**WHAT IS EXPECTED**
Please find the lines in the entries below that contain the word "index", and copy each one.

[Collected data entries]

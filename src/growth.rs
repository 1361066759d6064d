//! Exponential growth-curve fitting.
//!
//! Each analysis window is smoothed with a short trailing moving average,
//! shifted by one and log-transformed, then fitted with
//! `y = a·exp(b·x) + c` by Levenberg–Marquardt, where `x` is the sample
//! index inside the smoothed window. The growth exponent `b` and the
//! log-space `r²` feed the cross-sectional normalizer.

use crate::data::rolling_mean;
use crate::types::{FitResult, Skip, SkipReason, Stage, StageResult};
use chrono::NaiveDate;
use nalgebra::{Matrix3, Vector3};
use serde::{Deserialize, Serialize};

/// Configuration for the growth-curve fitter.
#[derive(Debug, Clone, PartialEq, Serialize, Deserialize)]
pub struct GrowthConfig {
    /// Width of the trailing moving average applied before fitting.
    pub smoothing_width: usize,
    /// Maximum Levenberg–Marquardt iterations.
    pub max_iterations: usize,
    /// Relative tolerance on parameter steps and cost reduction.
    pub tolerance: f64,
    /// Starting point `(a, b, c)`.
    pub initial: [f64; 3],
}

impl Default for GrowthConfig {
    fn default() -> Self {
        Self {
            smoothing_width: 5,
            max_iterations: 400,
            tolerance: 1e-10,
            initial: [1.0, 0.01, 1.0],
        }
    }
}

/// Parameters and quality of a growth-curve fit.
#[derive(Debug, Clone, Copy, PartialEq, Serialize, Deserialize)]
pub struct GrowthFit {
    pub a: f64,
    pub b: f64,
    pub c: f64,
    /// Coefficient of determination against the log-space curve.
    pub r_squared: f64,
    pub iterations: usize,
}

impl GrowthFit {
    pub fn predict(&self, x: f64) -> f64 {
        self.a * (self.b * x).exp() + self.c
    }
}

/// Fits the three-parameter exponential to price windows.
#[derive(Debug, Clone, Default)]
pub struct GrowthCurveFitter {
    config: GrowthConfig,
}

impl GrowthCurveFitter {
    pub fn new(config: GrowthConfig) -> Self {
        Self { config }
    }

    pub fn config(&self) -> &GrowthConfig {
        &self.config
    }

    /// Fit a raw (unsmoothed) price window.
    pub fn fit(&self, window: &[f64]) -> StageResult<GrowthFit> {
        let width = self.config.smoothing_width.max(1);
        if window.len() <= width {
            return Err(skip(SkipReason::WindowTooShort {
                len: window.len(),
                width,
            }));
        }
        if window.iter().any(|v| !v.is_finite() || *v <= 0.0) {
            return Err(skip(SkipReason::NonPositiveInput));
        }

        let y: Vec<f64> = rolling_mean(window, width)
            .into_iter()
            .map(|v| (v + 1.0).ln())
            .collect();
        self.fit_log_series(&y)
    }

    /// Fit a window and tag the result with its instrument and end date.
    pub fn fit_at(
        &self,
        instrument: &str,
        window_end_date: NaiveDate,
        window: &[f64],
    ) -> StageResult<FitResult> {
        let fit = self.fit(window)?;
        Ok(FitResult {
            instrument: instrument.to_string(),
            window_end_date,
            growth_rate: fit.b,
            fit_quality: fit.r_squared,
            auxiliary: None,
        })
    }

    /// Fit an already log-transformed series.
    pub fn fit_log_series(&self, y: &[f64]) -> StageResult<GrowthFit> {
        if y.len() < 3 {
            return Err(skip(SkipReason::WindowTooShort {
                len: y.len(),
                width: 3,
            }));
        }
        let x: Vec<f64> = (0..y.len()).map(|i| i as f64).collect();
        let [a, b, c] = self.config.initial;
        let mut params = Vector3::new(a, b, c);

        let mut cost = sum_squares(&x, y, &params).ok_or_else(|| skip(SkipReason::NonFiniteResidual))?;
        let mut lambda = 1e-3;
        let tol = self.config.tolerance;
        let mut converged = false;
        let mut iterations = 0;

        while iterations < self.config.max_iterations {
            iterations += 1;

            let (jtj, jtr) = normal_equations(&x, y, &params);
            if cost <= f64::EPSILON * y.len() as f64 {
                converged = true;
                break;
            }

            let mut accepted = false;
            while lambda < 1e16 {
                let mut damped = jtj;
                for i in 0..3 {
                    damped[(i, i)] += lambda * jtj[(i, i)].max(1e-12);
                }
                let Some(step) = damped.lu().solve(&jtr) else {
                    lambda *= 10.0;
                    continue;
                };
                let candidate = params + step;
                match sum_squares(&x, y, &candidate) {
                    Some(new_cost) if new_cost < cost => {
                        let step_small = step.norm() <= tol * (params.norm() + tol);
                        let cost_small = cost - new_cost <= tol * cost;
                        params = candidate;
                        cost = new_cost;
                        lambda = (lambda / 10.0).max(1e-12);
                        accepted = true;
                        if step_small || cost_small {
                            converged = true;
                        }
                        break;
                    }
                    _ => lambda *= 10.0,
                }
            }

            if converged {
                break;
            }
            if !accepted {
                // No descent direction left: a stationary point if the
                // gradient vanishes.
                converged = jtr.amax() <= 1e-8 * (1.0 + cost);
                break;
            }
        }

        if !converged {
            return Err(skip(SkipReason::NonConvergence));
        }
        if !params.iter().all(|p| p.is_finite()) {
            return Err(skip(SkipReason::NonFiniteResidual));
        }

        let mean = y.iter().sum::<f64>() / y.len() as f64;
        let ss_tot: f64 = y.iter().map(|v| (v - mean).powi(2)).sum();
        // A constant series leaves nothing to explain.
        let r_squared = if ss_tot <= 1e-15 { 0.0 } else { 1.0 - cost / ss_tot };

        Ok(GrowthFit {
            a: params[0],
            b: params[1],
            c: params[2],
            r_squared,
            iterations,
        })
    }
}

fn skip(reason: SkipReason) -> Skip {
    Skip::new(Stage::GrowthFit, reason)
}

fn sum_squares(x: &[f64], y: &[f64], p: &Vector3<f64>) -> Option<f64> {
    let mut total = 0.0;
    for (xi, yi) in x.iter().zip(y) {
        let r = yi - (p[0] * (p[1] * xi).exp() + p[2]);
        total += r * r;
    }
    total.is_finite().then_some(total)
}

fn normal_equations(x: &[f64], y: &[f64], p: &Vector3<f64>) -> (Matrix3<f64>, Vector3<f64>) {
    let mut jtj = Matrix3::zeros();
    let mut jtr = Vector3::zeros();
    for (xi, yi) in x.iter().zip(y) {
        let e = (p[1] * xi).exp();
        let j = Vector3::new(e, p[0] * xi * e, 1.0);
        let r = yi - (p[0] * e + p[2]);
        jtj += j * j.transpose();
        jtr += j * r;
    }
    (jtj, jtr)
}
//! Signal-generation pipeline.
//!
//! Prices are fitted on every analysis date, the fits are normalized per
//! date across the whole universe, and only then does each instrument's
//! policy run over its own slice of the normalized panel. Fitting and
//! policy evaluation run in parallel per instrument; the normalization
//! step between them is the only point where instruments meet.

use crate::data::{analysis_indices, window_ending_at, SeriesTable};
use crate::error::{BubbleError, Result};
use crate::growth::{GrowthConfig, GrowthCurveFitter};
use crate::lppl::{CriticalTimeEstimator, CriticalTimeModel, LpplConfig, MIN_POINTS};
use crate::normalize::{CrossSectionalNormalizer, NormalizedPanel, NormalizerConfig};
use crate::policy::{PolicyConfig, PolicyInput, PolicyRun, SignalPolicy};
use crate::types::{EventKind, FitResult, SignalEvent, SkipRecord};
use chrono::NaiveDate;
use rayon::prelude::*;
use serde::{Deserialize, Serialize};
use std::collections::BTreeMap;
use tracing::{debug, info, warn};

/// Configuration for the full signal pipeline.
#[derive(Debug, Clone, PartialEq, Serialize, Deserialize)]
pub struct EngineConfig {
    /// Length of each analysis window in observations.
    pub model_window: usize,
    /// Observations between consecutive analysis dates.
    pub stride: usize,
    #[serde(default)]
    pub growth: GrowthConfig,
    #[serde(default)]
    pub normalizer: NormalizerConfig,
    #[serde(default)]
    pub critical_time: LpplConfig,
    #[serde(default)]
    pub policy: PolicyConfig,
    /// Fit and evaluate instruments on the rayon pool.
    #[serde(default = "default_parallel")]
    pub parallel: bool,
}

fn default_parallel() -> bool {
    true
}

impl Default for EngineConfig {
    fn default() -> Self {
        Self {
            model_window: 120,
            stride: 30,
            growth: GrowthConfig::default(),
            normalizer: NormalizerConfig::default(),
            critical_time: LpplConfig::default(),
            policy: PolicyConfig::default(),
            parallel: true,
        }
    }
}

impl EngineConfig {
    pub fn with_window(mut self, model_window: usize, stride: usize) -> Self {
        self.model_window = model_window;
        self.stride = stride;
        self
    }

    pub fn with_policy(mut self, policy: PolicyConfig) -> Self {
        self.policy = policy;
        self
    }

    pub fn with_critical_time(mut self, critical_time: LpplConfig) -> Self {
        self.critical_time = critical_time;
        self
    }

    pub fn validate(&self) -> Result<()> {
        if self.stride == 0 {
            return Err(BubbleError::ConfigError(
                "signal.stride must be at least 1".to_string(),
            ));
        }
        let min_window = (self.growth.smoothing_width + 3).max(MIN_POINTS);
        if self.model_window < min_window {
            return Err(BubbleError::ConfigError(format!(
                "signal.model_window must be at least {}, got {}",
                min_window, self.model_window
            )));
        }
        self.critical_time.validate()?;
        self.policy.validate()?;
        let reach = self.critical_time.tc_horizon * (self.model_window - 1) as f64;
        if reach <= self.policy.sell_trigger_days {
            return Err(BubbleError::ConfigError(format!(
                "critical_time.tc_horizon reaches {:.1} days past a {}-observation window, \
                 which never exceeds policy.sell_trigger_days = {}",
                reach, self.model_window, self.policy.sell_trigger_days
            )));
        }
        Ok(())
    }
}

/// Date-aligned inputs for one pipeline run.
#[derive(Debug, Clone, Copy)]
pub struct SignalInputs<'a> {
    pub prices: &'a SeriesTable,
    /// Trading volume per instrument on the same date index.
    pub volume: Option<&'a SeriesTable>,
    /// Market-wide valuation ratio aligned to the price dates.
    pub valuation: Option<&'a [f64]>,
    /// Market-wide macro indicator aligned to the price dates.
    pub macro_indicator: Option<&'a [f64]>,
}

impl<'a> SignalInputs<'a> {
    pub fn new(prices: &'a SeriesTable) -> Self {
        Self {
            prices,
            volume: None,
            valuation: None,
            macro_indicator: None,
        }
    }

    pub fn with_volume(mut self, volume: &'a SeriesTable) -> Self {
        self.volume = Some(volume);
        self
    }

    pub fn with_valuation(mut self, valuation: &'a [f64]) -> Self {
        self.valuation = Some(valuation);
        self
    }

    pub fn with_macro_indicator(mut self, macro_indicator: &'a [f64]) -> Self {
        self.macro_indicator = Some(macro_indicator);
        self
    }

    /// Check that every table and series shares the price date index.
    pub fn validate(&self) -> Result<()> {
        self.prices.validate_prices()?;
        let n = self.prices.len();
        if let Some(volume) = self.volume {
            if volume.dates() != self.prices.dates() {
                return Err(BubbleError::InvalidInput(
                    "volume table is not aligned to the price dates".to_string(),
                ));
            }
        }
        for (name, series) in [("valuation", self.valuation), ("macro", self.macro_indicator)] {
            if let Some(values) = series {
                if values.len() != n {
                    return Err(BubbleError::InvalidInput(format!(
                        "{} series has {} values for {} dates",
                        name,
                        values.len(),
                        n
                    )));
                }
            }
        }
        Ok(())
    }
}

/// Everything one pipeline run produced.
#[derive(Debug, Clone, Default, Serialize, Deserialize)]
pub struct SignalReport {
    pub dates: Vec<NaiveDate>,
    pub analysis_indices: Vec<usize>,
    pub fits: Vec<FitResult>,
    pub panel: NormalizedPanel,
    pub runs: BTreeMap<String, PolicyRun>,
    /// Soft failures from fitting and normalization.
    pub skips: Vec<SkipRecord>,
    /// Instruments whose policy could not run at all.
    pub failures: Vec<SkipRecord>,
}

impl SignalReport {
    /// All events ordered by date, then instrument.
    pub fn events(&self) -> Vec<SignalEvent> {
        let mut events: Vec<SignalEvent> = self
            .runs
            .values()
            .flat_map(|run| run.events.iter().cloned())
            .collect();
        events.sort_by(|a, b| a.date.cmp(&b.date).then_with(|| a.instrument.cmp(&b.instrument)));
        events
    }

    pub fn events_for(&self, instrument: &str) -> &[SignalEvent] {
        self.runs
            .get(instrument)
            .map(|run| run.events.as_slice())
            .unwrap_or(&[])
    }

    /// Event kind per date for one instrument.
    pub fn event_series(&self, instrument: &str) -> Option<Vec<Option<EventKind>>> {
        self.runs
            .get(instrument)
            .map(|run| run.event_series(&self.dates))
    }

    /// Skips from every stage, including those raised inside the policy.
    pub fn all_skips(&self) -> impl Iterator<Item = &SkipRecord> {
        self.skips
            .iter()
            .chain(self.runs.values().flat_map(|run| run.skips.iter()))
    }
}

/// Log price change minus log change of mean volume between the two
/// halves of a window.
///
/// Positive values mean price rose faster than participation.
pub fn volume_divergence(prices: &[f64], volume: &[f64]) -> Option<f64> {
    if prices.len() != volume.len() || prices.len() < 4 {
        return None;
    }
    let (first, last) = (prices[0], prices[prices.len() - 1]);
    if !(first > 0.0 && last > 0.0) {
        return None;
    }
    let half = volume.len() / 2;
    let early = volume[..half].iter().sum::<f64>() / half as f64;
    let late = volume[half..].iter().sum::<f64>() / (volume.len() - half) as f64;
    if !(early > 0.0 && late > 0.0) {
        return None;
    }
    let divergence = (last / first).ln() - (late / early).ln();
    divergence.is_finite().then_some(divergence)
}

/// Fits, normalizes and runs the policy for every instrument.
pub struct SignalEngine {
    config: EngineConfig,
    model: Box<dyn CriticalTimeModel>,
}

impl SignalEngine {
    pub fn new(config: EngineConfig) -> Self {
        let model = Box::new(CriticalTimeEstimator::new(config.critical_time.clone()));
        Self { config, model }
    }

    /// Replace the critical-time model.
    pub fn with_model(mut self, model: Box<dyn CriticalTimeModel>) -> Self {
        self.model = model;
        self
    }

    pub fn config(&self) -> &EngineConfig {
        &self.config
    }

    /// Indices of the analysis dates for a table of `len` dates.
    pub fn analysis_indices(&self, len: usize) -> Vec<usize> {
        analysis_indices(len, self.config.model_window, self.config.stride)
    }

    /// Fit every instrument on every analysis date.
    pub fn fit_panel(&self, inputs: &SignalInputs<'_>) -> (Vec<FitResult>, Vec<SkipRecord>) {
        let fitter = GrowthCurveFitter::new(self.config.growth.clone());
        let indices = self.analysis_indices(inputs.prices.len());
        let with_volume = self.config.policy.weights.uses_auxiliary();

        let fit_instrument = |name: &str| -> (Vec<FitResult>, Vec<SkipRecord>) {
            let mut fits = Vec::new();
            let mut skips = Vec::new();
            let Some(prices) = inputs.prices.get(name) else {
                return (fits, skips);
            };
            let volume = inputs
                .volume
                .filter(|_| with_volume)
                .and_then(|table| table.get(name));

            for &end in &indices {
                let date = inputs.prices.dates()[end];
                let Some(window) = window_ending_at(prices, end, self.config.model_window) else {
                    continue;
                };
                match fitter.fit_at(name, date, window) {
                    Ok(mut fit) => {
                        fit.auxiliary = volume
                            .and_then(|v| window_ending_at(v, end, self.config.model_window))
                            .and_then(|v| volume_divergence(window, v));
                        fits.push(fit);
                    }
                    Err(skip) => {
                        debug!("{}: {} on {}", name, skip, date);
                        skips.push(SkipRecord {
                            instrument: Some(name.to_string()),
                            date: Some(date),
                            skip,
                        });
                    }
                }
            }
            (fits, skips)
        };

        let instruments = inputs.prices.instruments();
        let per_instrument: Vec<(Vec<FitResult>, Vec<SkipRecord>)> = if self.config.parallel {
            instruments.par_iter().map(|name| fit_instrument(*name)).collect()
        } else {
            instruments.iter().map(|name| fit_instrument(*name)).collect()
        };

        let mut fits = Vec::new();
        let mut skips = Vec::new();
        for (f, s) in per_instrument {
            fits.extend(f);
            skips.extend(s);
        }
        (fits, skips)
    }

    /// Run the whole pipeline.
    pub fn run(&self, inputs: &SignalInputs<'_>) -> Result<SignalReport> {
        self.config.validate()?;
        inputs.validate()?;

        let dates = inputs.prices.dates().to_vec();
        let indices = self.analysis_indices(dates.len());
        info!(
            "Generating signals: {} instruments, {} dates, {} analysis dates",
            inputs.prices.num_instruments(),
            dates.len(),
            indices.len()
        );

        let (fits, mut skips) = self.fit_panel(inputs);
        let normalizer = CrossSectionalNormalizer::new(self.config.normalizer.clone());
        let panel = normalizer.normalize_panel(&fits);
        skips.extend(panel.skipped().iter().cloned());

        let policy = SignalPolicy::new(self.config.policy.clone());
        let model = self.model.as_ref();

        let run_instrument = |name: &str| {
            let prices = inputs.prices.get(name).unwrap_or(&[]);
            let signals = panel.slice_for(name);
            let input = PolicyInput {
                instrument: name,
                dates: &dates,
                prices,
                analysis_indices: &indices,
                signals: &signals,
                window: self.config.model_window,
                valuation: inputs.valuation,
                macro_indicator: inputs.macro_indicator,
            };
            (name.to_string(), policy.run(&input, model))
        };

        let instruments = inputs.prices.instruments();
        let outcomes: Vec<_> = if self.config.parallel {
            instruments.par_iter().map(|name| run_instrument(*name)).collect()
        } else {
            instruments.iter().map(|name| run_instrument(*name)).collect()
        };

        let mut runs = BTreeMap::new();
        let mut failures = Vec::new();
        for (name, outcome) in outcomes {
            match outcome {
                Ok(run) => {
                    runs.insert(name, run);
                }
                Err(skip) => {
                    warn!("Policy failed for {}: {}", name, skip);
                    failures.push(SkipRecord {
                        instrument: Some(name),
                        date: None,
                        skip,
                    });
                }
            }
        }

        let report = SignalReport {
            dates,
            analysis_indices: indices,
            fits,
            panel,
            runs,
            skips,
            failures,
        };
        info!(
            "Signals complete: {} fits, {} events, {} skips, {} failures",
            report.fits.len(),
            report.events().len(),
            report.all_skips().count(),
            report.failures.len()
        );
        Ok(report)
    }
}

**RESPONSE TO THE EXERCISE**
//! index inside the smoothed window. The growth exponent `b` and the
    /// Trading volume per instrument on the same date index.
    /// Check that every table and series shares the price date index.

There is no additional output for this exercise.